Is there too much inconsistency in the testimony of Tignor, who says—that the testator looked over the will, (when he, the witness, was reading it,) and expressed himself satisfied. How could the tes ator express himself satisfied, after looking over the will, when he could not remember the shape of the capital letter G ? With that defect of memory, what benefit could he have derived from looking over the will?

This will might have been similar to others, drawn by Tignor, but that circumstance is of little moment, if the testator was really *226ignorant of the contents of the paper he was then signing. Besides, the concealment of this will, or the silence observed in relation to it by Tignor and the other subscribing witnesses, throws a mystery over the act, not at all reconciliable to the alleged sanity of the testator. If all matters had been “ above board,” why should Mrs. White, Mrs. Saunders, and Mr. West have remained profoundly ignorant of the fact, that the testator had on the 31st of December made his will 1

Mrs. White, was in the house on that day, so was Mrs. Saunders, from aught that appears from the testimony; and it is to be presumed that West was, from his situation as overseer ; and yet, the three subscribing witnesses were all present, and so managed all the solemnities and forms necessary to the legal execution of the will, as to prevent the intrusion, or observation of any other person, or even to excite suspicion in the minds of the persons who were so much in attendance as Mrs. White and Mrs. Saunders !!

Was all this done with a view of preventing an accurate recollection of Mrs. White, Mrs. Saunders, or Mr. West, as to the state of the testator’s mind at the hour of the day of the 31st of December, when the testator signed the will ?

Whatever may have been the motives of Tignor and the other subscribing witnesses, I can only say, that the most unfavorable inference is to be deduced from the mystery and concealment, which enveloped their agency as subscribing witnesses, particularly as the “ swapping,” or exchange of negroes between the testator and Tignor, and Whittle, may probably have, in some small degree, influenced them in establishing his sanity.

But, notwithstanding the testimony of the witnesses which establish so conclusively, the continuous derangement of the testator; yet, if the will proclaimed a rational disposition of his property, such a will, as every one would say, was honorable, righteous, and natural; such a disposition would establish a lucid inter*227val, not to be controled by proof of even habitual insanity. Such is the language of the cases cited, and it is founded on the civil law, which, I agree with Sir William Wynne, is the rule of the English law : it is a rule also incorporated into the jurisprudence of Georgia: furiosi autem si per id tempus fecerint testamentum quo furor eorum intermissus est,jure testati esse videntur. (Inst. Lib : 2, tit xii. Sec: 2.) But if the madman make his will during a lucid interval, he is a legal testator.

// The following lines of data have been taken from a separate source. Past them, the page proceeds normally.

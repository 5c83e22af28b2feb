//! SQLite temporal store: point-in-time reads, retention, atomic restores,
//! audit trail.

use chrono::{DateTime, Duration, SubsecRound, Utc};
use uuid::Uuid;

use flightvault_core::config::StorageConfig;
use flightvault_core::errors::{ErrorCode, StoreError};
use flightvault_core::models::{FieldValue, Record, RecordKey, RestoreBatch, RestoreOp};
use flightvault_core::traits::ITemporalStore;
use flightvault_storage::SqliteTemporalStore;

// ─── Fixtures ────────────────────────────────────────────────────────────────

fn airport(id: i64, name: &str) -> Record {
    Record::new()
        .with("airport_id", id)
        .with("name", name)
        .with("country", "United Kingdom")
}

/// Whole seconds, so stored timestamps compare equal after a round trip.
fn base() -> DateTime<Utc> {
    Utc::now().trunc_subsecs(0) - Duration::hours(6)
}

/// File-backed store with three airports inserted at `t0`.
fn seeded(t0: DateTime<Utc>) -> (SqliteTemporalStore, tempfile::TempDir) {
    let dir = tempfile::tempdir().unwrap();
    let store = SqliteTemporalStore::open(&dir.path().join("vault.db"), &StorageConfig::default()).unwrap();
    store.register_table("airports", "airport_id", t0).unwrap();
    store
        .bulk_insert(
            "airports",
            &[airport(1, "Heathrow"), airport(2, "Gatwick"), airport(3, "Stansted")],
            t0,
        )
        .unwrap();
    (store, dir)
}

fn batch(ops: Vec<RestoreOp>, target: DateTime<Utc>, applied_at: DateTime<Utc>) -> RestoreBatch {
    RestoreBatch {
        operation_id: Uuid::new_v4(),
        table: "airports".to_string(),
        key_field: "airport_id".to_string(),
        target_as_of: target,
        applied_at,
        ops,
    }
}

// ─── Point-in-time reads ─────────────────────────────────────────────────────

#[test]
fn snapshot_reflects_each_point_in_time() {
    let t0 = base();
    let (store, _dir) = seeded(t0);
    store
        .update("airports", &airport(2, "London Gatwick"), t0 + Duration::minutes(10))
        .unwrap();
    store
        .delete("airports", &RecordKey::Int(3), t0 + Duration::minutes(20))
        .unwrap();

    let before = store
        .snapshot_at("airports", "airport_id", t0 + Duration::minutes(5))
        .unwrap();
    assert_eq!(before.len(), 3);
    assert_eq!(
        before.get(&RecordKey::Int(2)).unwrap().value("name").as_str(),
        Some("Gatwick")
    );

    let middle = store
        .snapshot_at("airports", "airport_id", t0 + Duration::minutes(15))
        .unwrap();
    assert_eq!(middle.len(), 3);
    let gatwick = middle.get(&RecordKey::Int(2)).unwrap();
    assert_eq!(gatwick.value("name").as_str(), Some("London Gatwick"));
    assert_eq!(gatwick.version_start, Some(t0 + Duration::minutes(10)));

    let current = store.current("airports", "airport_id").unwrap();
    assert_eq!(current.len(), 2);
    assert!(!current.contains(&RecordKey::Int(3)));
}

#[test]
fn version_boundaries_are_half_open() {
    let t0 = base();
    let (store, _dir) = seeded(t0);
    let t1 = t0 + Duration::minutes(1);
    store.delete("airports", &RecordKey::Int(1), t1).unwrap();

    let just_before = store
        .snapshot_at("airports", "airport_id", t1 - Duration::microseconds(1))
        .unwrap();
    assert!(just_before.contains(&RecordKey::Int(1)));
    let at_delete = store.snapshot_at("airports", "airport_id", t1).unwrap();
    assert!(!at_delete.contains(&RecordKey::Int(1)));
}

#[test]
fn timestamps_outside_history_are_rejected() {
    let t0 = base();
    let (store, _dir) = seeded(t0);

    let err = store
        .snapshot_at("airports", "airport_id", t0 - Duration::hours(1))
        .unwrap_err();
    assert!(matches!(err, StoreError::OutOfRetentionWindow { .. }));

    let err = store
        .snapshot_at("airports", "airport_id", Utc::now() + Duration::hours(1))
        .unwrap_err();
    assert_eq!(err.error_code(), "STORE_NO_SUCH_TIMESTAMP");

    let err = store.current("planes", "plane_id").unwrap_err();
    assert!(matches!(err, StoreError::UnknownTable { .. }));
}

#[test]
fn retention_limit_hides_old_states() {
    let t0 = base();
    let (store, _dir) = seeded(t0);
    let store = store.with_retention(Duration::hours(1));
    let err = store
        .snapshot_at("airports", "airport_id", t0 + Duration::minutes(30))
        .unwrap_err();
    assert!(matches!(err, StoreError::OutOfRetentionWindow { .. }));
    assert!(store
        .snapshot_at("airports", "airport_id", Utc::now() - Duration::minutes(30))
        .is_ok());
}

// ─── Writes ──────────────────────────────────────────────────────────────────

#[test]
fn duplicate_insert_and_missing_update_conflict() {
    let t0 = base();
    let (store, _dir) = seeded(t0);
    let err = store.insert("airports", &airport(1, "Again"), t0).unwrap_err();
    assert!(matches!(err, StoreError::RowConflict { .. }));
    let err = store
        .update("airports", &airport(99, "Nowhere"), t0 + Duration::minutes(1))
        .unwrap_err();
    assert!(matches!(err, StoreError::RowConflict { .. }));
}

#[test]
fn writes_cannot_precede_current_version() {
    let t0 = base();
    let (store, _dir) = seeded(t0);
    let err = store
        .update("airports", &airport(1, "Earlier"), t0 - Duration::minutes(1))
        .unwrap_err();
    assert!(matches!(err, StoreError::RowConflict { .. }));
}

#[test]
fn failed_bulk_insert_leaves_no_rows() {
    let t0 = base();
    let (store, _dir) = seeded(t0);
    let result = store.bulk_insert(
        "airports",
        &[airport(10, "Luton"), airport(1, "Duplicate")],
        t0 + Duration::minutes(1),
    );
    assert!(result.is_err());
    assert!(!store
        .current("airports", "airport_id")
        .unwrap()
        .contains(&RecordKey::Int(10)));
}

// ─── Restores ────────────────────────────────────────────────────────────────

#[test]
fn restore_batch_applies_and_is_logged() {
    let t0 = base();
    let (store, _dir) = seeded(t0);
    let t1 = t0 + Duration::minutes(10);
    store.delete("airports", &RecordKey::Int(3), t1).unwrap();
    store.update("airports", &airport(2, "Corrupted"), t1).unwrap();
    store.insert("airports", &airport(4, "Luton"), t1).unwrap();

    let applied_at = t0 + Duration::minutes(20);
    let applied = store
        .apply_restore(&batch(
            vec![
                RestoreOp::Upsert(airport(3, "Stansted")),
                RestoreOp::Upsert(airport(2, "Gatwick")),
                RestoreOp::Delete(RecordKey::Int(4)),
            ],
            t0,
            applied_at,
        ))
        .unwrap();

    assert_eq!((applied.inserted, applied.updated, applied.deleted), (1, 1, 1));
    assert_eq!(applied.record_count, 3);

    let current = store.current("airports", "airport_id").unwrap();
    let at_target = store.snapshot_at("airports", "airport_id", t0).unwrap();
    let names = |s: &flightvault_core::models::Snapshot| {
        s.records()
            .map(|r| r.value("name").to_string())
            .collect::<Vec<_>>()
    };
    assert_eq!(names(&current), names(&at_target));

    let log = store.restore_log("airports").unwrap();
    assert_eq!(log.len(), 1);
    assert_eq!(log[0].operation_id, applied.operation_id);
    assert_eq!(log[0].target_as_of, t0);
}

#[test]
fn failing_op_rolls_back_whole_batch() {
    let t0 = base();
    let (store, _dir) = seeded(t0);
    let applied_at = t0 + Duration::minutes(5);

    let err = store
        .apply_restore(&batch(
            vec![
                RestoreOp::Upsert(airport(1, "Changed")),
                RestoreOp::Delete(RecordKey::Int(42)),
            ],
            t0,
            applied_at,
        ))
        .unwrap_err();
    assert!(matches!(err, StoreError::InvalidRestore { .. }));

    let current = store.current("airports", "airport_id").unwrap();
    assert_eq!(
        current.get(&RecordKey::Int(1)).unwrap().value("name").as_str(),
        Some("Heathrow")
    );
    assert!(store.restore_log("airports").unwrap().is_empty());
}

#[test]
fn batch_with_wrong_key_field_is_rejected() {
    let t0 = base();
    let (store, _dir) = seeded(t0);
    let mut b = batch(vec![], t0, t0 + Duration::minutes(1));
    b.key_field = "id".to_string();
    assert!(matches!(
        store.apply_restore(&b).unwrap_err(),
        StoreError::InvalidRestore { .. }
    ));
}

#[test]
fn non_finite_floats_are_readable() {
    let t0 = base();
    let (store, _dir) = seeded(t0);
    let t1 = t0 + Duration::minutes(1);
    store
        .insert("airports", &airport(4, "Nowhere").with("latitude", f64::NAN), t1)
        .unwrap();
    store
        .update("airports", &airport(1, "Heathrow").with("latitude", f64::INFINITY), t1)
        .unwrap();

    let now = store.current("airports", "airport_id").unwrap();
    assert_eq!(now.len(), 4);
    match now.get(&RecordKey::Int(4)).unwrap().value("latitude") {
        FieldValue::Float(f) => assert!(f.is_nan()),
        other => panic!("expected NaN, got {other:?}"),
    }
    assert_eq!(
        now.get(&RecordKey::Int(1)).unwrap().value("latitude"),
        &FieldValue::Float(f64::INFINITY)
    );

    let then = store
        .snapshot_at("airports", "airport_id", t1 + Duration::seconds(30))
        .unwrap();
    assert_eq!(then.len(), 4);
}

// ─── Audit trail ─────────────────────────────────────────────────────────────

#[test]
fn history_lists_every_version() {
    let t0 = base();
    let (store, _dir) = seeded(t0);
    let t1 = t0 + Duration::minutes(1);
    let t2 = t0 + Duration::minutes(2);
    store.update("airports", &airport(1, "London Heathrow"), t1).unwrap();
    store.delete("airports", &RecordKey::Int(1), t2).unwrap();

    let history = store.history("airports", &RecordKey::Int(1)).unwrap();
    assert_eq!(history.len(), 2);
    assert_eq!(history[0].valid_from, t0);
    assert_eq!(history[0].valid_until, Some(t1));
    assert_eq!(history[1].data.value("name").as_str(), Some("London Heathrow"));
    assert_eq!(history[1].valid_until, Some(t2));
    assert!(!history.iter().any(|v| v.is_current()));
}

#[test]
fn text_keys_round_trip() {
    let t0 = base();
    let dir = tempfile::tempdir().unwrap();
    let store = SqliteTemporalStore::open(&dir.path().join("vault.db"), &StorageConfig::default()).unwrap();
    store.register_table("airlines", "iata", t0).unwrap();
    store
        .insert("airlines", &Record::new().with("iata", "BA").with("name", "British Airways"), t0)
        .unwrap();
    let snap = store.current("airlines", "iata").unwrap();
    assert!(snap.contains(&RecordKey::from("BA")));
    let history = store.history("airlines", &RecordKey::from("BA")).unwrap();
    assert_eq!(history[0].key, RecordKey::from("BA"));
}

Saffold & Glascock, for caveator—R. L. Gamble, Attorney for executor.

Now, in this will a very scanty and illiberal provision is made for his wife, and his estate 'is bequeathed to persons to whom, upon the face of the will, he appears to be bound by no ties of duty, gratitude, or consanguinity, and in opposition (according to the testimony of Giles,) of repeated declarations, as to other objects of his bounty and affection. Applying this rule, therefore, of the civil law, it is not such a will as one habitually insane, can be presumed to have made during the happy occurrence of a lucid interval. Upon the whole, I am of the opinion the testator, Allen Griffin, at the time of making his will was not of a sound and disposing mind and memory.

It is therefore ordered, that the case be, and is hereby remand, to the Inferior Court of the said County of Washington, sitting for ordinary purposes, with instructions, and the said Court is also hereby instructed, to refuse probate of said will to the executors named therein, and to grant administration to such person or persons as said Court may appoint, under the directions of the Act of the General Assembly in such cases made and provided.